A memory device 1304 includes any suitable non-transitory computer-readable medium for storing program code 1305, program data 1307, or both. A computer-readable medium can include any electronic, optical, magnetic, or other storage device capable of providing a processor with computer-readable instructions or other program code. Non-limiting examples of a computer-readable medium include a magnetic disk, a memory chip, a ROM, a RAM, an ASIC, optical storage, magnetic tape or other magnetic storage, or any other medium from which a processing device can read instructions. The instructions may include processor-specific instructions generated by a compiler or an interpreter from code written in any suitable computer-programming language, including, for example, C, C++, C#, Visual Basic, Java, Python, Perl, JavaScript, and ActionScript.

The computing system 1300 may also include a number of external or internal devices, an input device 1320, a presentation device 1318, or other input or output devices. For example, the computing environment 100 is shown with one or more input/output (“I/O”) interfaces 1308. An I/O interface 1308 can receive input from input devices or provide output to output devices. One or more buses 1306 are also included in the computing system 1300. The bus 1306 communicatively couples one or more components of a respective one of the computing system 1300.

The computing system 1300 executes program code 1305 that configures the processor 1302 to perform one or more of the operations described herein. Examples of the program code 1305 include, in various embodiments, modeling algorithms executed by the text processing system 102 (e.g., functions of the BERT-based response prediction model 104), the user interface engine 106, the training engine 122, or other suitable applications that perform one or more operations described herein. The program code may be resident in the memory device 1304 or any suitable computer-readable medium and may be executed by the processor 1302 or any other suitable processor.
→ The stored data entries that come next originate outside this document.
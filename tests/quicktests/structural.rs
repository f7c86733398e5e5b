use ordtree::{AvlTree, BinaryTree, Order};

#[quickcheck]
fn merge_has_both(a: Vec<i8>, b: Vec<i8>) -> bool {
    let left: BinaryTree<_> = a.iter().copied().collect();
    let right: AvlTree<_> = b.iter().copied().collect();
    let merged = left.merge(&right);

    merged.len() == a.len() + b.len()
        && a.iter().chain(&b).all(|v| merged.contains(v))
        && left.len() == a.len()
        && right.len() == b.len()
}

#[quickcheck]
fn merge_operator(a: Vec<i8>, b: Vec<i8>) -> bool {
    let left: AvlTree<_> = a.into_iter().collect();
    let right: AvlTree<_> = b.into_iter().collect();
    let merged = &left + &right;

    merged.is_balanced() && merged == left.merge(&right)
}

#[quickcheck]
fn every_subtree_is_contained(xs: Vec<i8>) -> bool {
    let tree: BinaryTree<_> = xs.iter().copied().collect();

    xs.iter().all(|x| match tree.subtree(x) {
        Some(sub) => tree.contains_subtree(&sub),
        None => false,
    })
}

#[quickcheck]
fn paths_reach_subtrees(xs: Vec<i8>, path: Vec<bool>) -> bool {
    let tree: BinaryTree<_> = xs.into_iter().collect();
    let path: String = path.iter().map(|&left| if left { 'L' } else { 'R' }).collect();

    match tree.find_by_path(&path).unwrap() {
        Some(sub) => {
            let root = sub.root().unwrap();
            tree.contains_subtree(&sub)
                && tree.subtree(root.value()).is_some()
                && sub.iter(Order::Inorder).count() == sub.len()
        }
        None => true,
    }
}
use ordtree::{AvlTree, BinaryTree, Order};

#[quickcheck]
fn apply_keeps_every_value(xs: Vec<i16>) -> bool {
    let tree: BinaryTree<_> = xs.iter().copied().collect();
    let doubled = tree.apply(|v| i32::from(*v) * -2);

    let mut expected: Vec<_> = xs.iter().map(|v| i32::from(*v) * -2).collect();
    expected.sort_unstable();
    doubled.iter(Order::Inorder).eq(expected.iter())
}

#[quickcheck]
fn apply_never_touches_the_source(xs: Vec<i8>) -> bool {
    let tree: AvlTree<_> = xs.iter().copied().collect();
    let before = tree.clone();
    let mapped = tree.apply(|v| v.wrapping_mul(3));

    tree == before && mapped.is_balanced() && mapped.len() == tree.len()
}

#[quickcheck]
fn filter_matches_iterator_filter(xs: Vec<i8>, threshold: i8) -> bool {
    let tree: AvlTree<_> = xs.iter().copied().collect();
    let kept = tree.filter(|v| *v > threshold);

    kept.iter(Order::Inorder)
        .eq(tree.iter(Order::Inorder).filter(|v| **v > threshold))
}

#[quickcheck]
fn reduce_sums(xs: Vec<i8>) -> bool {
    let tree: BinaryTree<_> = xs.iter().copied().collect();

    tree.reduce(0i64, |sum, v| sum + i64::from(*v)) == xs.iter().map(|v| i64::from(*v)).sum()
}
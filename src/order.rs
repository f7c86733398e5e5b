//! Traversal orders.

use std::fmt;
use std::str::FromStr;

use crate::TreeError;

/// The order in which a traversal visits nodes. Accepted by iteration, threading and
/// printing entry points.
#[derive(Debug, Clone, Copy, PartialEq, Eq, Hash, Default)]
pub enum Order {
    /// Left subtree, node, right subtree. Yields values in sorted order.
    #[default]
    Inorder,
    /// Node, left subtree, right subtree.
    Preorder,
    /// Left subtree, right subtree, node.
    Postorder,
}

impl Order {
    /// All orders, handy for exhaustive tests.
    pub const ALL: [Order; 3] = [Order::Inorder, Order::Preorder, Order::Postorder];

    /// The lowercase name accepted by [`Order::from_str`].
    pub fn name(self) -> &'static str {
        match self {
            Order::Inorder => "inorder",
            Order::Preorder => "preorder",
            Order::Postorder => "postorder",
        }
    }
}

impl fmt::Display for Order {
    fn fmt(&self, f: &mut fmt::Formatter<'_>) -> fmt::Result {
        f.write_str(self.name())
    }
}

impl FromStr for Order {
    type Err = TreeError;

    /// # Examples
    ///
    /// ```
    /// use ordtree::{Order, TreeError};
    ///
    /// assert_eq!("preorder".parse(), Ok(Order::Preorder));
    /// assert_eq!(
    ///     "levelorder".parse::<Order>(),
    ///     Err(TreeError::UnknownOrder("levelorder".to_string()))
    /// );
    /// ```
    fn from_str(s: &str) -> Result<Self, Self::Err> {
        match s {
            "inorder" => Ok(Order::Inorder),
            "preorder" => Ok(Order::Preorder),
            "postorder" => Ok(Order::Postorder),
            other => Err(TreeError::UnknownOrder(other.to_string())),
        }
    }
}

#[cfg(test)]
mod tests {
    use super::*;

    #[test]
    fn names_round_trip() {
        for order in Order::ALL {
            assert_eq!(order.to_string().parse(), Ok(order));
        }
    }

    #[test]
    fn parsing_is_case_sensitive() {
        assert!("Inorder".parse::<Order>().is_err());
        assert!(" inorder".parse::<Order>().is_err());
    }
}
In some embodiments, one or more memory devices 1304 store program data 1307 that includes one or more datasets and models described herein. Examples of these datasets include interaction data, training data, parameter values, etc. In some embodiments, one or more of data sets, models, and functions are stored in the same memory device (e.g., one of the memory devices 1304). In additional or alternative embodiments, one or more of the programs, data sets, models, and functions described herein are stored in different memory devices 1304 accessible via a data network.

In some embodiments, the computing system 1300 also includes a network interface device 1310. The network interface device 1310 includes any device or group of devices suitable for establishing a wired or wireless data connection to one or more data networks. Non-limiting examples of the network interface device 1310 include an Ethernet network adapter, a modem, and/or the like. The computing system 1300 is able to communicate with one or more other computing devices (e.g., a user device) via a data network using the network interface device 1310.

In some embodiments, the computing system 1300 also includes the input device 1320 and the presentation device 1318 depicted in FIG. 13. An input device 1320 can include any device or group of devices suitable for receiving visual, auditory, or other suitable input that controls or affects the operations of the processor 1302. Non-limiting examples of the input device 1320 include a touchscreen, a mouse, a keyboard, a microphone, a separate mobile computing device, etc. A presentation device 1318 can include any device or group of devices suitable for providing visual, auditory, or other suitable sensory output. Non-limiting examples of the presentation device 1318 include a touchscreen, a monitor, a speaker, a separate mobile computing device, etc.

Although FIG. 13 depicts the input device 1320 and the presentation device 1318 as being local to the computing device that executes the text processing system 102, other implementations are possible. For instance, in some embodiments, one or more of the input device 1320 and the presentation device 1318 can include a remote client-computing device that communicates with the computing system 1300 via the network interface device 1310 using one or more data networks described herein.

Experimental Results

In an experiment involving embodiments described herein, empathy or distress predictions are modeled as a binary classification task. Experimentation was also conducted for empathy (distress)-aware demographic attribute prediction to study the efficacy of empathy (distress) to predict demography attributes.

In a cross-domain pre-training phase, the experimentation used the Blog Authorship Corpus, which consists of blogposts and demographic attributes of the corresponding authors to further pre-train BERT. The BERT-based response prediction model was trained on the Masked Language Model Task for 10 epochs using a learning rate of 3e-5. In a fine-tuning phase, the experiment involved training the model end-to-end (110 million parameters) using binary cross-entropy loss and a decoupled weight decay Adam optimizer, in batches of 32.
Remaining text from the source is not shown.